### WORK ITEM
In this exercise, each record below is to be written out again exactly.

[ENTRIES SUPPLIED — start]

use super::*;

#[test]
fn intersect_clips_to_overlap() {
    let a = Bounds::new(0, 0, 4, 4);
    let b = Bounds::new(2, -1, 5, 2);
    assert_eq!(a.intersect(b), Bounds::new(2, 0, 2, 1));
}

#[test]
fn intersect_of_disjoint_rects_is_empty() {
    let a = Bounds::new(0, 0, 2, 2);
    let b = Bounds::new(5, 5, 2, 2);
    assert!(a.intersect(b).is_empty());
    assert_eq!(a.intersect(b).area(), 0);
}

#[test]
fn contains_is_exclusive_at_far_edges() {
    let r = Bounds::new(1, 1, 2, 2);
    assert!(r.contains(1, 1));
    assert!(r.contains(2, 2));
    assert!(!r.contains(3, 2));
    assert!(!r.contains(0, 1));
}

#[test]
fn raster_at_uses_absolute_coordinates() {
    let bounds = Bounds::new(10, 20, 2, 1);
    let raster =
        Raster::from_pixels(bounds, vec![Rgba16::BLACK, Rgba16::WHITE]).unwrap();
    assert_eq!(raster.at(10, 20), Some(Rgba16::BLACK));
    assert_eq!(raster.at(11, 20), Some(Rgba16::WHITE));
    assert_eq!(raster.at(0, 0), None);
    assert_eq!(raster.row(0), &[Rgba16::BLACK, Rgba16::WHITE]);
}

#[test]
fn from_pixels_rejects_length_mismatch() {
    let err = Raster::from_pixels(Bounds::from_size(2, 2), vec![Rgba16::BLACK]).unwrap_err();
    assert!(err.to_string().contains("expects 4 pixels"));
}

#[test]
fn eight_bit_channels_widen_to_full_range() {
    let c = Rgba16::from_rgba8(255, 0, 128, 255);
    assert_eq!(c, Rgba16::new(0xffff, 0, 0x8080, 0xffff));
}

#[test]
fn from_rgba8_image_keeps_offset() {
    let img = image::RgbaImage::from_pixel(3, 2, image::Rgba([0, 255, 0, 255]));
    let raster = Raster::from_rgba8_image(&img, 4, 5);
    assert_eq!(raster.bounds(), Bounds::new(4, 5, 3, 2));
    assert_eq!(raster.at(6, 6), Some(Rgba16::new(0, 0xffff, 0, 0xffff)));
}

[ENTRIES SUPPLIED — finish]

### ANSWER BOX
use super::*;

#[test]
fn intersect_clips_to_overlap() {
    let a = Bounds::new(0, 0, 4, 4);
    let b = Bounds::new(2, -1, 5, 2);
    assert_eq!(a.intersect(b), Bounds::new(2, 0, 2, 1));
}

#[test]
fn intersect_of_disjoint_rects_is_empty() {
    let a = Bounds::new(0, 0, 2, 2);
    let b = Bounds::new(5, 5, 2, 2);
    assert!(a.intersect(b).is_empty());
    assert_eq!(a.intersect(b).area(), 0);
}

#[test]
fn contains_is_exclusive_at_far_edges() {
    let r = Bounds::new(1, 1, 2, 2);
    assert!(r.contains(1, 1));
    assert!(r.contains(2, 2));
    assert!(!r.contains(3, 2));
    assert!(!r.contains(0, 1));
}

#[test]
fn raster_at_uses_absolute_coordinates() {
    let bounds = Bounds::new(10, 20, 2, 1);
    let raster =
        Raster::from_pixels(bounds, vec![Rgba16::BLACK, Rgba16::WHITE]).unwrap();
    assert_eq!(raster.at(10, 20), Some(Rgba16::BLACK));
    assert_eq!(raster.at(11, 20), Some(Rgba16::WHITE));
    assert_eq!(raster.at(0, 0), None);
    assert_eq!(raster.row(0), &[Rgba16::BLACK, Rgba16::WHITE]);
}

#[test]
fn from_pixels_rejects_length_mismatch() {
    let err = Raster::from_pixels(Bounds::from_size(2, 2), vec![Rgba16::BLACK]).unwrap_err();
    assert!(err.to_string().contains("expects 4 pixels"));
}

#[test]
fn eight_bit_channels_widen_to_full_range() {
    let c = Rgba16::from_rgba8(255, 0, 128, 255);
    assert_eq!(c, Rgba16::new(0xffff, 0, 0x8080, 0xffff));
}

#[test]
fn from_rgba8_image_keeps_offset() {
    let img = image::RgbaImage::from_pixel(3, 2, image::Rgba([0, 255, 0, 255]));
    let raster = Raster::from_rgba8_image(&img, 4, 5);
    assert_eq!(raster.bounds(), Bounds::new(4, 5, 3, 2));
    assert_eq!(raster.at(6, 6), Some(Rgba16::new(0, 0xffff, 0, 0xffff)));
}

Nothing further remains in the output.